Saved data entries:

-------

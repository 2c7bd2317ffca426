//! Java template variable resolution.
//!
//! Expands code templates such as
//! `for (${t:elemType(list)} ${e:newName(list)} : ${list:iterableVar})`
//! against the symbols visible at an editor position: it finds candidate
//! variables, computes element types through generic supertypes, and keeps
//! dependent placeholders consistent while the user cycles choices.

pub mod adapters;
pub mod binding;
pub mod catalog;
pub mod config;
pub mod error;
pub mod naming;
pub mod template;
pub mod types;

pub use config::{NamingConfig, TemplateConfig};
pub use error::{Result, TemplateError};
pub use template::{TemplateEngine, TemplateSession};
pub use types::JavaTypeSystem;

-------

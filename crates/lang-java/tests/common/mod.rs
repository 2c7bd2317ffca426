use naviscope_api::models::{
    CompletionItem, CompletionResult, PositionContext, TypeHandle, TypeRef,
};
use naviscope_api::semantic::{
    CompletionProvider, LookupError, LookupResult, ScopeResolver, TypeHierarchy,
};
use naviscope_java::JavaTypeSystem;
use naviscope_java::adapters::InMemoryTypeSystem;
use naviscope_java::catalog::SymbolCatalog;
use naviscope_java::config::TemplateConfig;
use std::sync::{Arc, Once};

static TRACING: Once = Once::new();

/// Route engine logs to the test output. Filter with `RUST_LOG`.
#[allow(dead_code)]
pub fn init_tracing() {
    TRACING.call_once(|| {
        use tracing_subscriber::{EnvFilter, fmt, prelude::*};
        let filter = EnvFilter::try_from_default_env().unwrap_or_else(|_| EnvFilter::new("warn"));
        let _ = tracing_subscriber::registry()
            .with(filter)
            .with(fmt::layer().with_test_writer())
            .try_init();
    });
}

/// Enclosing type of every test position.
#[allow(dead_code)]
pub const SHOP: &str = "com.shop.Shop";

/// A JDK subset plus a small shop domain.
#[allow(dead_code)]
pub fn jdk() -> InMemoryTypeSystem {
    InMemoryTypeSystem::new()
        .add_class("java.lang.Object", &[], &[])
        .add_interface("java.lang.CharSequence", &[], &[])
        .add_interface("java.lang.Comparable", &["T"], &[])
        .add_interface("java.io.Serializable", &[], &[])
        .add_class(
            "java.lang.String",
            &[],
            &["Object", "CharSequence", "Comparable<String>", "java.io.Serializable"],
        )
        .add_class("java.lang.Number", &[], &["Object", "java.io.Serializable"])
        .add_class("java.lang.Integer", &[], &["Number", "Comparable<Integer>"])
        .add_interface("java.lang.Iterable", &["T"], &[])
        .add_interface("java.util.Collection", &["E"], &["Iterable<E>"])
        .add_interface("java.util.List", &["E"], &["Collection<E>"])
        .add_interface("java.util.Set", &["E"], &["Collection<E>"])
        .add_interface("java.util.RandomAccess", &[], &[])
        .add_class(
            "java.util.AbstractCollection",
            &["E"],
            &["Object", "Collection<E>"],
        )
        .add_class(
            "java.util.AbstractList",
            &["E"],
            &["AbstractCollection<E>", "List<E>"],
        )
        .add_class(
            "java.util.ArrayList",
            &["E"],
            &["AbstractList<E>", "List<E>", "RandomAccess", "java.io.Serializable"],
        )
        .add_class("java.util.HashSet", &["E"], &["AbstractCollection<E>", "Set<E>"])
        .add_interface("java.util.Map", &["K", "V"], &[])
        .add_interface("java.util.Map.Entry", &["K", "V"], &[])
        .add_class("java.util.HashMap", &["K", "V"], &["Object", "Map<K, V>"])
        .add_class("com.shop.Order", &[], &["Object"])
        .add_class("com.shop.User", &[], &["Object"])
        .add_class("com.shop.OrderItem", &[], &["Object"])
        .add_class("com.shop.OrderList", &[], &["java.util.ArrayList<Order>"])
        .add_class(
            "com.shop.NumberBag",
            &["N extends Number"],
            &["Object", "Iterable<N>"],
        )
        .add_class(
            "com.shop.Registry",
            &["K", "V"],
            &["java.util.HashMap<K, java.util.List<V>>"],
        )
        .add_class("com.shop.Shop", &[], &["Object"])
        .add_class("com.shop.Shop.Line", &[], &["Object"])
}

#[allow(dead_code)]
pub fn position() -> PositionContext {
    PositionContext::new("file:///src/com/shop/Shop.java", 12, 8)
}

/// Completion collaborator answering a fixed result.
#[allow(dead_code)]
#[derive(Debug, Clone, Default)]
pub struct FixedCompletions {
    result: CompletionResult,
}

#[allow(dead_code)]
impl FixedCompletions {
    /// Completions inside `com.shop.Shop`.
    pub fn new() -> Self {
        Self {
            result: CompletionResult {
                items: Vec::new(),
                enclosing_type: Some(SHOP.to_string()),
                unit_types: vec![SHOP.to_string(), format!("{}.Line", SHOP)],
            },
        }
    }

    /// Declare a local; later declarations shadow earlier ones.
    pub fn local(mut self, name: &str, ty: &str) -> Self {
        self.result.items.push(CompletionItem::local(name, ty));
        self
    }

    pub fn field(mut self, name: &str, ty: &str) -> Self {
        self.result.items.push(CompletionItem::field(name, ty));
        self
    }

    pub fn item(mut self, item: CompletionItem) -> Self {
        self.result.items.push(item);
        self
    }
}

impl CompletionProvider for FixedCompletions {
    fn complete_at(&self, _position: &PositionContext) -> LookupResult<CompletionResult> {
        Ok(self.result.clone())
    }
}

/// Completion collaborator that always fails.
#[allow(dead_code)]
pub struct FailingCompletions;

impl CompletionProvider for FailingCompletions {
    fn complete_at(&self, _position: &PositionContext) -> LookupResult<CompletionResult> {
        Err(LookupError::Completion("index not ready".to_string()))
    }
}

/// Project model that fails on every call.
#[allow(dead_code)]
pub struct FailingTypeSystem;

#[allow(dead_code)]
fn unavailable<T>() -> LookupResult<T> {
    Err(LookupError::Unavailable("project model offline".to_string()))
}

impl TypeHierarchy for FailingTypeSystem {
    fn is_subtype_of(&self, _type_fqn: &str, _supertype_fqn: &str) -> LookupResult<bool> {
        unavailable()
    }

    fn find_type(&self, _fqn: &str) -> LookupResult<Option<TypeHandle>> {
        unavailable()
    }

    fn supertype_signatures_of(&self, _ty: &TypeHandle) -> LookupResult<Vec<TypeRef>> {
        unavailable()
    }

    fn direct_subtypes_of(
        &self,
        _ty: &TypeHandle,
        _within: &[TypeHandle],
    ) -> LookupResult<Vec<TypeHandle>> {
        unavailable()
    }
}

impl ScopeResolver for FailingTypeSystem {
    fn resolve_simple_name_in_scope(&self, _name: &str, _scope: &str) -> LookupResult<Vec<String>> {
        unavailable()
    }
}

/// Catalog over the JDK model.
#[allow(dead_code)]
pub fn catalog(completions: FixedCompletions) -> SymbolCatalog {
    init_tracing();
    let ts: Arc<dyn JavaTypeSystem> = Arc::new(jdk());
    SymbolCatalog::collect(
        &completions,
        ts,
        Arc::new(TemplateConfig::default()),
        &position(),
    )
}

-------

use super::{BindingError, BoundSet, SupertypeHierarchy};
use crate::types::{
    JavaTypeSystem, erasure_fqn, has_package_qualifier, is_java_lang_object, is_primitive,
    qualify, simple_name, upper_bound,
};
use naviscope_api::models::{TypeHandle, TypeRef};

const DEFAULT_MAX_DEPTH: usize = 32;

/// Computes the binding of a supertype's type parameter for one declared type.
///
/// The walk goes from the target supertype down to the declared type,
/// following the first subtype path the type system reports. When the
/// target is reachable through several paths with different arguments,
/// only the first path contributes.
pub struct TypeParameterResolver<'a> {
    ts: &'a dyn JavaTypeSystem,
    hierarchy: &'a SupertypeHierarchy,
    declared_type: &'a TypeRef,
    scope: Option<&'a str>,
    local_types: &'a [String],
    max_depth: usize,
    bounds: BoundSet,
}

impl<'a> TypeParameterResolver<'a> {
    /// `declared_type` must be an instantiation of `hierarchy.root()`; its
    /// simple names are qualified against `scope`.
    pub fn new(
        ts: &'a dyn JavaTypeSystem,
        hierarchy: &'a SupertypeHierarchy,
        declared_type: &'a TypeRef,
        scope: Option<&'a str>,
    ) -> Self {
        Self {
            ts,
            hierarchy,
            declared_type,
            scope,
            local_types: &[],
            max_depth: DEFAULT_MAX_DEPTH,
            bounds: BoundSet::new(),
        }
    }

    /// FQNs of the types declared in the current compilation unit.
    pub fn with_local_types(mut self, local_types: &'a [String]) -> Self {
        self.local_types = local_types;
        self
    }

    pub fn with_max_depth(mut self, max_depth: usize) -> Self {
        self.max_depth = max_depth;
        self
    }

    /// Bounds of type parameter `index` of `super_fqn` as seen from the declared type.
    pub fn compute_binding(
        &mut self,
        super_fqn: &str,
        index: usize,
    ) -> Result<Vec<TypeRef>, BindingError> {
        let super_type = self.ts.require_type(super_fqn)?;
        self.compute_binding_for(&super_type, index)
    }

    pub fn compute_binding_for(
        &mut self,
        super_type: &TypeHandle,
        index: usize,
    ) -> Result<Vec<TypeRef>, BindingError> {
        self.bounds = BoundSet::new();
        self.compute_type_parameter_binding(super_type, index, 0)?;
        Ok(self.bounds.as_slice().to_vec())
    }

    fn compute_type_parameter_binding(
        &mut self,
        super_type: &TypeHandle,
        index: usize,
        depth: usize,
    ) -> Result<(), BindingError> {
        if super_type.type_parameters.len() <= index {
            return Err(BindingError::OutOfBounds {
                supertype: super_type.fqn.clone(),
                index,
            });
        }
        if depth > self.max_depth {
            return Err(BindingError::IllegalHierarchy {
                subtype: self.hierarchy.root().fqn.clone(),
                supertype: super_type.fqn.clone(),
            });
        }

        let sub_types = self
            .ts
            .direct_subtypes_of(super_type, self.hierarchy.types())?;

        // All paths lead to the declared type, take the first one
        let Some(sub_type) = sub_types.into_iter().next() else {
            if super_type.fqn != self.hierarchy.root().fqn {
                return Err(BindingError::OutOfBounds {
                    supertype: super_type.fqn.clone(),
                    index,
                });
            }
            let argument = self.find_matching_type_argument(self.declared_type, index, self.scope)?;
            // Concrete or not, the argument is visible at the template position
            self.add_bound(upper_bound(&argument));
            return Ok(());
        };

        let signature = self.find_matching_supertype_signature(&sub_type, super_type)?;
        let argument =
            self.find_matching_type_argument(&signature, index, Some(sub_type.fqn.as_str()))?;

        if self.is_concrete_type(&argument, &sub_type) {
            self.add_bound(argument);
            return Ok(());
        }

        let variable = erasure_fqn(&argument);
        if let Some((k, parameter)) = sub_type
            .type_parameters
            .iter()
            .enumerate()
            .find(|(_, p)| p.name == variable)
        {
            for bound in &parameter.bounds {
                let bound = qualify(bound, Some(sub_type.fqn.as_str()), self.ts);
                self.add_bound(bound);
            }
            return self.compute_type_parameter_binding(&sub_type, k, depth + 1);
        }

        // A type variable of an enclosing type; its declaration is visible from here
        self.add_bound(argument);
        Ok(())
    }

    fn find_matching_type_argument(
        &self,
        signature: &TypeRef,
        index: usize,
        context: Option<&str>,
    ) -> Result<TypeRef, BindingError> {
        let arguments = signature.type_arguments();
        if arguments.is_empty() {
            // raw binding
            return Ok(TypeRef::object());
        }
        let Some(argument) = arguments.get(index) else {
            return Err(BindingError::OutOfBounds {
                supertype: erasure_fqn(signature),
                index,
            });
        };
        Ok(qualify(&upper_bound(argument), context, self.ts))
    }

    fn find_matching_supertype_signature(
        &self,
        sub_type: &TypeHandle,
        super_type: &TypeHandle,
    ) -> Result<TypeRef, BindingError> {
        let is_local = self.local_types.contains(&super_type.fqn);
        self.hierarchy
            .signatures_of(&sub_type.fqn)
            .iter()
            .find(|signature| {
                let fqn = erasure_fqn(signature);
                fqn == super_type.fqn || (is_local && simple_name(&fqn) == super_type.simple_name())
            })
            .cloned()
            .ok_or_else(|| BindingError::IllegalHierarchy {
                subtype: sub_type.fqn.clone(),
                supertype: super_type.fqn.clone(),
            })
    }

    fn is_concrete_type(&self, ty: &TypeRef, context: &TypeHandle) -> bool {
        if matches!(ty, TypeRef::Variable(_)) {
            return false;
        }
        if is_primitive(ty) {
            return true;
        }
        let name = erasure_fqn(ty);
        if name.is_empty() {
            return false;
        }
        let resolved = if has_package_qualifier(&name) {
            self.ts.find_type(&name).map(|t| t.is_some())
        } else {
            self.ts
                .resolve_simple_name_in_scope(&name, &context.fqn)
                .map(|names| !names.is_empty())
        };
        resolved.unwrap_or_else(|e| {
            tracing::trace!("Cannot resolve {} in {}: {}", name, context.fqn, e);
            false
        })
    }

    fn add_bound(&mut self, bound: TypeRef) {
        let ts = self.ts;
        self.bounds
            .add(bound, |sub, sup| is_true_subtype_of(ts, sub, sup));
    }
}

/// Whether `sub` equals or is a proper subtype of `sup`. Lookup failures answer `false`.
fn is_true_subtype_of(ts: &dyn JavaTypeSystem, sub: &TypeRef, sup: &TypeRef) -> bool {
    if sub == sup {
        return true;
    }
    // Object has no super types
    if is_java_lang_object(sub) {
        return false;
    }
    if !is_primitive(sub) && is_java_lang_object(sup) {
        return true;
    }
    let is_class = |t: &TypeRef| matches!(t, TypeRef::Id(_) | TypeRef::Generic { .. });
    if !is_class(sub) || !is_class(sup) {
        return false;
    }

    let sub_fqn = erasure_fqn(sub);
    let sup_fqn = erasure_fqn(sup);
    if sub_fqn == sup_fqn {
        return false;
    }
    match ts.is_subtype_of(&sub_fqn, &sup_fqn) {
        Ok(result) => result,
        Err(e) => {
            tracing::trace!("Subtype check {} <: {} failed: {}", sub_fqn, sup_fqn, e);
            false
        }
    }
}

-------

Given the word "first", show every line of the records that contains it.

/// following the first subtype path the type system reports. When the
/// only the first path contributes.
        // All paths lead to the declared type, take the first one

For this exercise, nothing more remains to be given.